ド派手な制服を身にまとったインド国境治安部隊と、
パキスタン・レンジャーによるお互いを挑発しているような、
実にアグレッシブな儀礼式でも見よう。
インド伝統の編み上げ式ベッドをものの数分で完成させる職人技を見よう。
いやいやまだまだ。
全シリアvsマッチョのすごい肉弾バトルを描くインド映画「Baaghi 3」
を見よう。
インドの性典「カーマ・スートラ」を、
「ツイスター」っぽく学べるマット「KarmaSheetra」で性の秘儀を学ぼう。
それから日本の銀座にある、
日本最古のインドカレー屋「ナイルレストラン」で、
創業当時の味を堪能してみよう。

さて、インドの独立は食糧問題と隣り合わせだ。
国家自体の経済モデルも資本主義とソ連共産主義の要素を組み合わせた、
ハイブリッド・システムだったが、
最終的に待ち受けていたのは経済成長をしようにも、
自国が足を引っ張る構造だ。
そこにはエリート層の利益を独占したいという思惑があり、
忖度と委縮だ。

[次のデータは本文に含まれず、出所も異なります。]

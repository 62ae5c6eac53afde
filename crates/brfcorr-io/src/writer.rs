//! Writers for corrected water levels and the batch summary.

use std::fs;
use std::path::{Path, PathBuf};

use brfcorr_core::{BatchReport, CorrectionResult, StationOutcome, StationRecord};
use chrono::NaiveDateTime;
use serde::Serialize;
use tracing::{debug, info, instrument};

use crate::reader::DATE_FORMAT;
use crate::IoError;

/// File name of the batch summary inside the output directory.
pub const SUMMARY_FILE_NAME: &str = "batch_summary.json";

const DATA_HEADER: [&str; 4] = ["Date", "WL(masl)", "dWL(m)", "WLcorr(masl)"];

/// Writes corrected station series and the batch summary.
///
/// Creates the output directory on construction if it does not exist.
/// Station files are named `{station_id}_{name}.csv`; see
/// [`CorrectedWriter::station_file_name`].
pub struct CorrectedWriter {
    output_dir: PathBuf,
}

impl CorrectedWriter {
    /// Create a new writer targeting the given directory.
    ///
    /// # Errors
    ///
    /// Returns [`IoError::OutputDirCreate`] if the directory cannot be created.
    #[instrument(skip_all, fields(dir = %output_dir.display()))]
    pub fn new(output_dir: &Path) -> Result<Self, IoError> {
        fs::create_dir_all(output_dir).map_err(|e| IoError::OutputDirCreate {
            path: output_dir.to_path_buf(),
            source: e,
        })?;
        debug!("output directory ready");
        Ok(Self {
            output_dir: output_dir.to_path_buf(),
        })
    }

    /// Return the output file name for a station.
    ///
    /// Characters of the well name that are not alphanumeric, `-` or `_`
    /// are replaced by `_`.
    #[must_use]
    pub fn station_file_name(record: &StationRecord) -> String {
        let name: String = record
            .name
            .chars()
            .map(|c| {
                if c.is_alphanumeric() || c == '-' || c == '_' {
                    c
                } else {
                    '_'
                }
            })
            .collect();
        format!("{}_{name}.csv", record.id)
    }

    /// Write one corrected station to `{station_id}_{name}.csv`.
    ///
    /// The file starts with a metadata block (`Well Name`, `Well ID`,
    /// `Latitude`, `Longitude`, `Altitude`) and a blank line, followed by the
    /// table `Date,WL(masl),dWL(m),WLcorr(masl)`.
    ///
    /// # Errors
    ///
    /// | Variant | Condition |
    /// |---|---|
    /// | [`IoError::WriteCsv`] | A record cannot be serialized |
    /// | [`IoError::WriteFile`] | The file cannot be written |
    #[instrument(skip_all, fields(station = %record.id))]
    pub fn write_station(
        &self,
        record: &StationRecord,
        result: &CorrectionResult,
    ) -> Result<PathBuf, IoError> {
        let path = self.output_dir.join(Self::station_file_name(record));

        let mut preamble = csv::WriterBuilder::new()
            .flexible(true)
            .from_writer(Vec::new());
        let latitude = record.latitude.to_string();
        let longitude = record.longitude.to_string();
        let altitude = record.elevation.map(|e| e.to_string()).unwrap_or_default();
        let rows: [[&str; 2]; 5] = [
            ["Well Name", record.name.as_str()],
            ["Well ID", record.id.as_str()],
            ["Latitude", latitude.as_str()],
            ["Longitude", longitude.as_str()],
            ["Altitude", altitude.as_str()],
        ];
        for row in rows {
            preamble
                .write_record(row)
                .map_err(|e| write_csv_error(&path, e))?;
        }

        let mut table = csv::Writer::from_writer(Vec::new());
        table
            .write_record(DATA_HEADER)
            .map_err(|e| write_csv_error(&path, e))?;
        for sample in &result.corrected {
            table
                .write_record([
                    sample.timestamp.format(DATE_FORMAT).to_string(),
                    sample.raw.to_string(),
                    sample.correction.to_string(),
                    sample.corrected.to_string(),
                ])
                .map_err(|e| write_csv_error(&path, e))?;
        }

        let mut bytes = into_bytes(preamble, &path)?;
        bytes.push(b'\n');
        bytes.extend(into_bytes(table, &path)?);

        fs::write(&path, &bytes).map_err(|e| IoError::WriteFile {
            path: path.clone(),
            source: e,
        })?;

        debug!(path = %path.display(), n_rows = result.n_corrected(), "station written");
        Ok(path)
    }

    /// Write every corrected station of a batch, then the summary.
    ///
    /// # Errors
    ///
    /// Propagates the first error from [`Self::write_station`] or
    /// [`Self::write_summary`].
    #[instrument(skip_all, fields(n_stations = report.stations.len()))]
    pub fn write_batch(&self, report: &BatchReport) -> Result<BatchSummary, IoError> {
        for (record, result) in report.corrected() {
            self.write_station(record, result)?;
        }
        let summary = BatchSummary::from_report(report);
        self.write_summary(&summary)?;
        Ok(summary)
    }

    /// Write the batch summary to [`SUMMARY_FILE_NAME`].
    ///
    /// # Errors
    ///
    /// Returns [`IoError::WriteFile`] if the file cannot be written.
    #[instrument(skip_all)]
    pub fn write_summary(&self, summary: &BatchSummary) -> Result<(), IoError> {
        let path = self.output_dir.join(SUMMARY_FILE_NAME);
        let json = serde_json::to_string_pretty(summary).expect("serialization cannot fail");
        fs::write(&path, &json).map_err(|e| IoError::WriteFile {
            path: path.clone(),
            source: e,
        })?;
        info!(path = %path.display(), "batch summary written");
        Ok(())
    }
}

fn write_csv_error(path: &Path, e: csv::Error) -> IoError {
    IoError::WriteCsv {
        path: path.to_path_buf(),
        source: e,
    }
}

fn into_bytes(wtr: csv::Writer<Vec<u8>>, path: &Path) -> Result<Vec<u8>, IoError> {
    wtr.into_inner().map_err(|e| IoError::WriteFile {
        path: path.to_path_buf(),
        source: std::io::Error::new(e.error().kind(), e.to_string()),
    })
}

/// Outcome of a batch, as written to [`SUMMARY_FILE_NAME`] and printed by the CLI.
#[derive(Debug, Clone, Serialize)]
pub struct BatchSummary {
    /// Number of stations in the batch.
    pub n_stations: usize,
    /// Number of corrected stations.
    pub n_corrected: usize,
    /// Number of skipped stations.
    pub n_skipped: usize,
    /// Number of failed stations.
    pub n_failed: usize,
    /// One entry per station, in batch order.
    pub stations: Vec<StationSummary>,
}

/// One station's line in a [`BatchSummary`].
#[derive(Debug, Clone, Serialize)]
pub struct StationSummary {
    /// Station identifier.
    pub station_id: String,
    /// Well name.
    pub name: String,
    /// `corrected`, `skipped` or `failed`.
    pub status: &'static str,
    /// Skip reason or error message, absent for corrected stations.
    #[serde(skip_serializing_if = "Option::is_none")]
    pub detail: Option<String>,
    /// Output file name, for corrected stations.
    #[serde(skip_serializing_if = "Option::is_none")]
    pub file: Option<String>,
    /// Maximum BRF lag in grid steps, for corrected stations.
    #[serde(skip_serializing_if = "Option::is_none")]
    pub max_lag: Option<usize>,
    /// Number of corrected readings, for corrected stations.
    #[serde(skip_serializing_if = "Option::is_none")]
    pub n_corrected: Option<usize>,
    /// First corrected timestamp.
    #[serde(skip_serializing_if = "Option::is_none")]
    pub first: Option<NaiveDateTime>,
    /// Last corrected timestamp.
    #[serde(skip_serializing_if = "Option::is_none")]
    pub last: Option<NaiveDateTime>,
}

impl BatchSummary {
    /// Summarize a batch report.
    #[must_use]
    pub fn from_report(report: &BatchReport) -> Self {
        let stations = report
            .stations
            .iter()
            .map(|s| {
                let mut entry = StationSummary {
                    station_id: s.record.id.to_string(),
                    name: s.record.name.clone(),
                    status: "",
                    detail: None,
                    file: None,
                    max_lag: None,
                    n_corrected: None,
                    first: None,
                    last: None,
                };
                match &s.outcome {
                    StationOutcome::Corrected(result) => {
                        let rows = result.corrected.samples();
                        entry.status = "corrected";
                        entry.file = Some(CorrectedWriter::station_file_name(&s.record));
                        entry.max_lag = Some(result.max_lag);
                        entry.n_corrected = Some(rows.len());
                        entry.first = rows.first().map(|r| r.timestamp);
                        entry.last = rows.last().map(|r| r.timestamp);
                    }
                    StationOutcome::Skipped(reason) => {
                        entry.status = "skipped";
                        entry.detail = Some(reason.to_string());
                    }
                    StationOutcome::Failed(e) => {
                        entry.status = "failed";
                        entry.detail = Some(e.to_string());
                    }
                }
                entry
            })
            .collect();

        Self {
            n_stations: report.stations.len(),
            n_corrected: report.n_corrected(),
            n_skipped: report.n_skipped(),
            n_failed: report.n_failed(),
            stations,
        }
    }
}

#[cfg(test)]
mod tests {
    use brfcorr_core::{
        BarometricResponse, BatchConfig, CorrectionConfig, Masl, MetersOfWater,
        NanometersPerSecondSquared, StationId, StationInputs, TimeSeries,
    };
    use chrono::{NaiveDate, TimeDelta};
    use tempfile::TempDir;

    use super::*;

    fn hour(i: i64) -> NaiveDateTime {
        NaiveDate::from_ymd_opt(2017, 6, 1)
            .unwrap()
            .and_hms_opt(0, 0, 0)
            .unwrap()
            + TimeDelta::hours(i)
    }

    fn record(id: &str, name: &str) -> StationRecord {
        StationRecord {
            id: StationId::parse(id).unwrap(),
            name: name.to_string(),
            latitude: 45.856,
            longitude: -73.763,
            elevation: Some(57.2),
        }
    }

    fn inputs(id: &str, name: &str, brf: Option<BarometricResponse>) -> StationInputs {
        let n = 12;
        let ts: Vec<_> = (0..n).map(hour).collect();
        StationInputs {
            record: record(id, name),
            water_levels: TimeSeries::<Masl>::new(ts.clone(), vec![20.0; n as usize]).unwrap(),
            pressure: TimeSeries::<MetersOfWater>::new(
                ts.clone(),
                (0..n).map(|i| 10.0 + 0.1 * (i as f64).sin()).collect(),
            )
            .unwrap(),
            tide: TimeSeries::<NanometersPerSecondSquared>::new(ts, vec![0.0; n as usize])
                .unwrap(),
            brf,
        }
    }

    fn report() -> BatchReport {
        let brf = BarometricResponse::new(vec![0.5, 0.2], vec![0.0, 0.0]).unwrap();
        BatchConfig::new(CorrectionConfig::new(TimeDelta::hours(1)).unwrap()).run(&[
            inputs("03040018", "Saint-Lin", Some(brf)),
            inputs("03090006", "Saint-Guillaume", None),
        ])
    }

    #[test]
    fn creates_nested_output_dir() {
        let dir = TempDir::new().unwrap();
        let nested = dir.path().join("a").join("b");
        CorrectedWriter::new(&nested).unwrap();
        assert!(nested.is_dir());
    }

    #[test]
    fn file_name_replaces_unsafe_characters() {
        let r = record("03040018", "St-Lin/Laurentides (P2)");
        assert_eq!(
            CorrectedWriter::station_file_name(&r),
            "03040018_St-Lin_Laurentides__P2_.csv"
        );
        let r = record("03040018", "Sainte-Béatrix");
        assert_eq!(CorrectedWriter::station_file_name(&r), "03040018_Sainte-Béatrix.csv");
    }

    #[test]
    fn station_file_layout() {
        let dir = TempDir::new().unwrap();
        let writer = CorrectedWriter::new(dir.path()).unwrap();
        let report = report();
        let (rec, result) = report.corrected().next().unwrap();
        let path = writer.write_station(rec, result).unwrap();

        let content = fs::read_to_string(&path).unwrap();
        let lines: Vec<&str> = content.lines().collect();
        assert_eq!(lines[0], "Well Name,Saint-Lin");
        assert_eq!(lines[1], "Well ID,03040018");
        assert_eq!(lines[2], "Latitude,45.856");
        assert_eq!(lines[3], "Longitude,-73.763");
        assert_eq!(lines[4], "Altitude,57.2");
        assert_eq!(lines[5], "");
        assert_eq!(lines[6], "Date,WL(masl),dWL(m),WLcorr(masl)");
        assert!(lines[7].starts_with("2017-06-01 01:00:00,20,"));
        assert_eq!(lines.len(), 7 + result.n_corrected());
    }

    #[test]
    fn batch_writes_corrected_stations_and_summary() {
        let dir = TempDir::new().unwrap();
        let writer = CorrectedWriter::new(dir.path()).unwrap();
        let summary = writer.write_batch(&report()).unwrap();

        assert!(dir.path().join("03040018_Saint-Lin.csv").is_file());
        assert!(!dir.path().join("03090006_Saint-Guillaume.csv").exists());

        let json: serde_json::Value = serde_json::from_str(
            &fs::read_to_string(dir.path().join(SUMMARY_FILE_NAME)).unwrap(),
        )
        .unwrap();
        assert_eq!(json["n_stations"], 2);
        assert_eq!(json["n_corrected"], 1);
        assert_eq!(json["n_skipped"], 1);
        assert_eq!(json["stations"][0]["status"], "corrected");
        assert_eq!(json["stations"][0]["max_lag"], 1);
        assert_eq!(json["stations"][0]["first"], "2017-06-01T01:00:00");
        assert_eq!(json["stations"][1]["status"], "skipped");
        assert_eq!(json["stations"][1]["detail"], "no response function");
        assert!(json["stations"][1].get("file").is_none());
        assert_eq!(summary.n_failed, 0);
    }
}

しかしこれが国家に圧迫をかける。
指令経済というのが極端化すると内部腐敗が生まれる。
そして政府の強い経済管理が経済効率の低下を招き、外国の顧客が減少する。
税収が落ち込むと
インドはさらに外国からの援助を必要とするようになり、
経済の非効率と、顧客の喪失が続く。
それが続くと税収はどうしても下がるような仕掛けになり、
税収が下がるとますます外国の援助に依存する、
それがさらに厳しい経済統制を求める、一切救われない構造。

救われない構造といえばインドのスラム街だ。
マラリア結核の年間件数が二百万件以上。
病院に行ける人もいるが行けない人もいる。
生まれによる差別があった時代が終わったとしても、
いまなお、職業の道が制限されている。
いいことだけでは続かないのが世の中、
悪いことは少しずつ改善していくしかない。
一つの差別が完全に撤廃されるということは、
十年や二十年ではきかない、五十年、百年、
場合によっては数百年の時間を経なければならない。

だのにインドはたった七十年もの間を人口を四倍にし、
しかもインドの人々は若い。
インドは数学王国である。
インド北部アーグラにある荘厳な建造物タージ・マハルは、
世界一美しい霊廟ともいわれ、調和のとれた左右対称の美しさだ。
インド南部の都市バンガロール
街のあちこちで目を引くのは、
パソコンやインターネット関係の企業の看板だ。
この町には情報通信技術、
いわゆるICT関連産業の会社が数多く集まっている。

インドの自立はソ連と米国に依存する形であり、
自国で生産を消費するという国内向けのサービスしか展開できなかった。
それでも米国はインドの潜在的な市場を見越して動く対外援助の大手国として、
インド市場をアメリカ企業に開放するよう圧力をかけた。
それによってインドは近代的な工場を作るきっかけとなり、躍進を遂げた。
今現在日本企業が一四〇〇社以上がインドでビジネス展開している。
会社の存続や売上拡大のために期待を膨らませてというのはあるが、
「コストの安さ」「経済発展による消費購買力の向上」
というのに眼を向けているということだ。